◆ Source records

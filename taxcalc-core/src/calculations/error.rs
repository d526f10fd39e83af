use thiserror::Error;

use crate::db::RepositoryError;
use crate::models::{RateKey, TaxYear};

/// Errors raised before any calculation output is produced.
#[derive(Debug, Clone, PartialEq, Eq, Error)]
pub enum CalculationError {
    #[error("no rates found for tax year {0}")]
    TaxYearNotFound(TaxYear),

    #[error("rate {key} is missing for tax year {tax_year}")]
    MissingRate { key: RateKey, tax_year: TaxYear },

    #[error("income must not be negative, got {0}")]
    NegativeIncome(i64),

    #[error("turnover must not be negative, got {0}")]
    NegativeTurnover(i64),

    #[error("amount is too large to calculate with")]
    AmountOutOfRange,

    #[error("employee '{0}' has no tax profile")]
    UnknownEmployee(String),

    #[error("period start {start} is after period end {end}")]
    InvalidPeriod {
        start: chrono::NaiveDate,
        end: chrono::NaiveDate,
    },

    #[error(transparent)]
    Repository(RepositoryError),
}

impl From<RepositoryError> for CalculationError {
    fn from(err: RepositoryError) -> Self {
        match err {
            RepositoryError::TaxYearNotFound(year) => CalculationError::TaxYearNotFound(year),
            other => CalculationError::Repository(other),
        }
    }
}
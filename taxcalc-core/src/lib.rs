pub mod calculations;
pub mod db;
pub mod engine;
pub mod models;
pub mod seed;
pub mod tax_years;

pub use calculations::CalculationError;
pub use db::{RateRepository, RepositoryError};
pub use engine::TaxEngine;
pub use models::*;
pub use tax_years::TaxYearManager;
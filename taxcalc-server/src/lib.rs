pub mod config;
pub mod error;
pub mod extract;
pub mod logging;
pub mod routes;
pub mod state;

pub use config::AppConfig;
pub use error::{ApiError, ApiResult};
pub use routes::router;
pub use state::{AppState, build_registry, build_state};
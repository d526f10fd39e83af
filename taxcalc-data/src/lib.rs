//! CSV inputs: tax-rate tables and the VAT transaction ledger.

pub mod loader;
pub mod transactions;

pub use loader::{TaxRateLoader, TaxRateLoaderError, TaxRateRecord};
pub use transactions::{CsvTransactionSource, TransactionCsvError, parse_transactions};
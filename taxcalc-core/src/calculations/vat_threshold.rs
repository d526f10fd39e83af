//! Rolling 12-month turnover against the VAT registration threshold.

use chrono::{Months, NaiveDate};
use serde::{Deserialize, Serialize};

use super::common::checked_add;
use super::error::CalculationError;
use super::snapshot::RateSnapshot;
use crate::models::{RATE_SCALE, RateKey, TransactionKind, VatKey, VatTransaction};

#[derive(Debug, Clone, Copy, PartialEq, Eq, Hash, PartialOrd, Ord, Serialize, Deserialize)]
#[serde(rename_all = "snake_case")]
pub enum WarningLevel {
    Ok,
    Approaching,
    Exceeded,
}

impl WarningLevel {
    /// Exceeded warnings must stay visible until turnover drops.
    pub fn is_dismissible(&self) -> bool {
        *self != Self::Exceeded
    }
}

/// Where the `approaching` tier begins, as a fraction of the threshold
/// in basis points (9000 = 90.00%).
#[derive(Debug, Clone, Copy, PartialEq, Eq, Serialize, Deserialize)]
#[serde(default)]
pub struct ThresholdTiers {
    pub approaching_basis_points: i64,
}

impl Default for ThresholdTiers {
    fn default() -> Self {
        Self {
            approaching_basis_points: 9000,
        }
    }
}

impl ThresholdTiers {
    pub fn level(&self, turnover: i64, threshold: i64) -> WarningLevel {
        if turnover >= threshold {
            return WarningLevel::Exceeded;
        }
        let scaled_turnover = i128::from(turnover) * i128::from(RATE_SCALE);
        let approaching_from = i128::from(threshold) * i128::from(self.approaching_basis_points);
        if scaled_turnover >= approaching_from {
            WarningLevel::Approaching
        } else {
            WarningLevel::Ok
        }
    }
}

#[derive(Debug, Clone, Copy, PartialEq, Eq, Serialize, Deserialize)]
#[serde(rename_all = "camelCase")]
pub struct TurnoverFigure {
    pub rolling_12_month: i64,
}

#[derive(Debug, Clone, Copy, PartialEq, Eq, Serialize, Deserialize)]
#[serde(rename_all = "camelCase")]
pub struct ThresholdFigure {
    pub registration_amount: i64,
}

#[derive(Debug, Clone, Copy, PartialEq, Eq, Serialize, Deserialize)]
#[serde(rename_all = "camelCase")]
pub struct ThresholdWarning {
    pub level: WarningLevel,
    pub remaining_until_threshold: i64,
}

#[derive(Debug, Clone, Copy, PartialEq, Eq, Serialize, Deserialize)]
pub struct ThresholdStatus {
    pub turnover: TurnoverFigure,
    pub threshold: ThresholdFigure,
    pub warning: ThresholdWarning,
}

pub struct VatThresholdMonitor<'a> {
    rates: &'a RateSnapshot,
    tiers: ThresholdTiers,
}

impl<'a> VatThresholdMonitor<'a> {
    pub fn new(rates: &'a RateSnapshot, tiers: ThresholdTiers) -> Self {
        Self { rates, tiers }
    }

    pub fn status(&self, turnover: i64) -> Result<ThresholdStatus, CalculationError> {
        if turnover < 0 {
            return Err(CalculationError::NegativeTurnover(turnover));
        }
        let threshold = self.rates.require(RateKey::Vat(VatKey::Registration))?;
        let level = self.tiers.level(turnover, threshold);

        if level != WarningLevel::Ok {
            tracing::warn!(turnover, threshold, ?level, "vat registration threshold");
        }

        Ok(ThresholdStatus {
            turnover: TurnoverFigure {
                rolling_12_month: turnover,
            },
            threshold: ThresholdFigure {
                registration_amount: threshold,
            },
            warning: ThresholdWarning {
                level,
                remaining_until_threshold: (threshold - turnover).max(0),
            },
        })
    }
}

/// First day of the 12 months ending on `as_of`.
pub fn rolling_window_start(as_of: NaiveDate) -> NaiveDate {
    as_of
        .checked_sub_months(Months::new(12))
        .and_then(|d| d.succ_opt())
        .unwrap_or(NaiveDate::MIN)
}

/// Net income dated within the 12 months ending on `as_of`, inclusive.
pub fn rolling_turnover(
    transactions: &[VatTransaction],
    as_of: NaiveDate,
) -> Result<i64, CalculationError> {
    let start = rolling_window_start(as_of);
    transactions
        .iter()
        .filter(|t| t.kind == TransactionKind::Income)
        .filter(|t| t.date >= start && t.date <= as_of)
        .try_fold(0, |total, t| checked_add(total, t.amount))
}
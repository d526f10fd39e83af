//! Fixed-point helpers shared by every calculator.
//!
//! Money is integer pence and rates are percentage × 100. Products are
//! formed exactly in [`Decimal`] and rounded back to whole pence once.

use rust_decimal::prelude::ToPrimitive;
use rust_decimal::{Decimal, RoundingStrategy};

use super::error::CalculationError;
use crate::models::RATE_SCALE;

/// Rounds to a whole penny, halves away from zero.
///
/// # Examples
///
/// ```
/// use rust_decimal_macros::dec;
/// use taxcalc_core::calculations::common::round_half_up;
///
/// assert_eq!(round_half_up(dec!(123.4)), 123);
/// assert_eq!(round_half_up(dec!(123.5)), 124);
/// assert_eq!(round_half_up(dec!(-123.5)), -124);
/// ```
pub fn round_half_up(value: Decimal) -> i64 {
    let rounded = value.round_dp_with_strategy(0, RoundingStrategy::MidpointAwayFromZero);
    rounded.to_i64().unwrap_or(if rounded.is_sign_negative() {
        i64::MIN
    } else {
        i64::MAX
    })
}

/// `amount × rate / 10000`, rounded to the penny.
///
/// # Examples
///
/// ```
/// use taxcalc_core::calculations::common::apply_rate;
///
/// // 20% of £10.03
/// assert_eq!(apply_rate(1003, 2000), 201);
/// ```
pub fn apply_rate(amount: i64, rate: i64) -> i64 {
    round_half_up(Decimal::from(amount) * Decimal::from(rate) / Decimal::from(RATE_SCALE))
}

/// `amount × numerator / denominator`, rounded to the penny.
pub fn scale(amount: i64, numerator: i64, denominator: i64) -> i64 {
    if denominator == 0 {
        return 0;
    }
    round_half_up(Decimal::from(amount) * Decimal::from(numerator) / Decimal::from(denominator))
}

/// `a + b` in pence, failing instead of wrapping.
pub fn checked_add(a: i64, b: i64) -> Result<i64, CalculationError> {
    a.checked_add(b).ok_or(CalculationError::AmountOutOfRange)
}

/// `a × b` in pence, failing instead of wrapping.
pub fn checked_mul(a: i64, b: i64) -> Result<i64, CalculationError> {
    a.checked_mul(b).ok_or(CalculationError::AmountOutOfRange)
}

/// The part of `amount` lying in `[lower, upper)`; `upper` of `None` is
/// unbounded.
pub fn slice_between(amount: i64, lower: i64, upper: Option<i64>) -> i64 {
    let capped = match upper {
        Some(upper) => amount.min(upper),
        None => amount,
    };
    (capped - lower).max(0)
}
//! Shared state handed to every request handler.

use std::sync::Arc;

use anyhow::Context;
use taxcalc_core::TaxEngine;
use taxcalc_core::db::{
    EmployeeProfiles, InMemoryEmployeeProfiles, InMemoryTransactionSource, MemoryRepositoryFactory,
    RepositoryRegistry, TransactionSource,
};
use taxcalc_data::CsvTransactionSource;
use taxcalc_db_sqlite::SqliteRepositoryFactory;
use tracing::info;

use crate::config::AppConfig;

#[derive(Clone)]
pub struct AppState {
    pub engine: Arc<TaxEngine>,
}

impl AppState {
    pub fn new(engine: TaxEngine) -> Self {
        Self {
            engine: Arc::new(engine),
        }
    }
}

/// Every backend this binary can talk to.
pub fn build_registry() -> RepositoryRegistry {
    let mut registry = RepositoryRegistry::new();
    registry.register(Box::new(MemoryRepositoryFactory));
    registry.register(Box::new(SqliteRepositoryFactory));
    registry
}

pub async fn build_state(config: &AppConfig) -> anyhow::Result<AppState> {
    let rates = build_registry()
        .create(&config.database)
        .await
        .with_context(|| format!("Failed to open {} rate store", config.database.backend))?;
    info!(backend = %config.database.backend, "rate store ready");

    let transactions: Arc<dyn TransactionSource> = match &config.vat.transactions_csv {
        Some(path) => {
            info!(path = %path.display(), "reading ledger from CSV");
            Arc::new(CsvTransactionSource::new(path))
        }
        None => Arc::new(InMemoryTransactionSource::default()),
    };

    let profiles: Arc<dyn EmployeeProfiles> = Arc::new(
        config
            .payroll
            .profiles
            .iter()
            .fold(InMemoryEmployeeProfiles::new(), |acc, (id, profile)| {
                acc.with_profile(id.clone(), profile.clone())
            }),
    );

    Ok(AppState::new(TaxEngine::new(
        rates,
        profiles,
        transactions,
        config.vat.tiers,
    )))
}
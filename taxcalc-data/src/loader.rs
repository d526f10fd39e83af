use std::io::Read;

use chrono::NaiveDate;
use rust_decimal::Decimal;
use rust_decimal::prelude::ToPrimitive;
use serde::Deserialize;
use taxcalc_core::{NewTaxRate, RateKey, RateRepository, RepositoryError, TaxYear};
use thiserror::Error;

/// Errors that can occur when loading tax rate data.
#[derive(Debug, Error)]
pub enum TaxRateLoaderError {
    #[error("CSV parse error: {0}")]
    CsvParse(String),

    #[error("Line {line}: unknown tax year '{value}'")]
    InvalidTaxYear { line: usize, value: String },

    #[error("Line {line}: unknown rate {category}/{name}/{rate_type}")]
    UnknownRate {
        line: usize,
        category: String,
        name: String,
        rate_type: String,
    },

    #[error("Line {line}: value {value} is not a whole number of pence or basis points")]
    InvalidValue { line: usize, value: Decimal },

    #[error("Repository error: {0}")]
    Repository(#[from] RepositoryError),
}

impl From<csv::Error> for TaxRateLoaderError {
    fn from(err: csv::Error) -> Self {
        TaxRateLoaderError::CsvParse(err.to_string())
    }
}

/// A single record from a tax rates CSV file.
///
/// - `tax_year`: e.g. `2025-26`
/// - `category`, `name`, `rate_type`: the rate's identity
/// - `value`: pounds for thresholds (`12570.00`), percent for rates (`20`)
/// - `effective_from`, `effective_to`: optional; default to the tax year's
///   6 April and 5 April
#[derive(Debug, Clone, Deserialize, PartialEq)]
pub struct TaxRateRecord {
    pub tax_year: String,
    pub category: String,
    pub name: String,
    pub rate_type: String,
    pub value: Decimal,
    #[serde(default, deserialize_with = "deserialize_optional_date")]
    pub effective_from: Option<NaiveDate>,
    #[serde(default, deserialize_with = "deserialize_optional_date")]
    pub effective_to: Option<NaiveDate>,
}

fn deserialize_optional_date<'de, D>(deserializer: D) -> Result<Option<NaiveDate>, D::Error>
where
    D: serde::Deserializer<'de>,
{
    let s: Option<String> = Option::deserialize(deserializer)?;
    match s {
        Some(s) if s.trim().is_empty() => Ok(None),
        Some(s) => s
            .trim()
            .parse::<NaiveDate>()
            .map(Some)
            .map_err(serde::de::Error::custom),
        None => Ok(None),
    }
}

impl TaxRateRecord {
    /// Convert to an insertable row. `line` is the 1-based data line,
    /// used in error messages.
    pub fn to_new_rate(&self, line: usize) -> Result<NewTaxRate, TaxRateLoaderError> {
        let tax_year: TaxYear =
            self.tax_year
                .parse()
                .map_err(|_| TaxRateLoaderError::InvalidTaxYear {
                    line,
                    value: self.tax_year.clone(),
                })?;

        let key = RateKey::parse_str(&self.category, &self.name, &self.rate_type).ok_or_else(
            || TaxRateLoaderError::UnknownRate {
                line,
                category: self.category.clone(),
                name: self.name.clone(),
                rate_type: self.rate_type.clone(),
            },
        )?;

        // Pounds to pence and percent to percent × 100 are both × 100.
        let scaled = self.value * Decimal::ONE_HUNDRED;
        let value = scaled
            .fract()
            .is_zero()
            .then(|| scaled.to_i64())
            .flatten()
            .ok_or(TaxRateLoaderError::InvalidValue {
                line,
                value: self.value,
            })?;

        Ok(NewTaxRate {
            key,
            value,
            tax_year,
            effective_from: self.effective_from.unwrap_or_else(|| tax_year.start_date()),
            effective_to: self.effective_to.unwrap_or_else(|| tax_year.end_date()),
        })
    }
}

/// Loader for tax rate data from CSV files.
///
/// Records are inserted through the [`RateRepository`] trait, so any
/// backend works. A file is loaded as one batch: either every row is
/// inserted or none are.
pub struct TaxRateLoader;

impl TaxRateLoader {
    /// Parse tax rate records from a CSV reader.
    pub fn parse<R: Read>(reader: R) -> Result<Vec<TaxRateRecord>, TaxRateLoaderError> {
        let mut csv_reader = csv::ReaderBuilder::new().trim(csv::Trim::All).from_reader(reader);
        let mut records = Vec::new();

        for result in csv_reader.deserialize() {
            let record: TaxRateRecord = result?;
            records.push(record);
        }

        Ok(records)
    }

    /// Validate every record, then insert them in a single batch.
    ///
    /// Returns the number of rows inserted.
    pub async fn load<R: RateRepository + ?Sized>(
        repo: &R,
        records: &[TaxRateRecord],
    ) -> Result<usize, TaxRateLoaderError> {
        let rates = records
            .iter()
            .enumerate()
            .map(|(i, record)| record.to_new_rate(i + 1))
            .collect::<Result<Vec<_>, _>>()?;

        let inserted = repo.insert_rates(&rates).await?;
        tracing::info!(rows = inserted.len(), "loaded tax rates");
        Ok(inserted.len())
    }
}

◆ ABOUT THIS TASK
Examine the data above and state how many of its lines contain the word "category", with no further remarks.

◆ RESPONSE TO THE TASK
6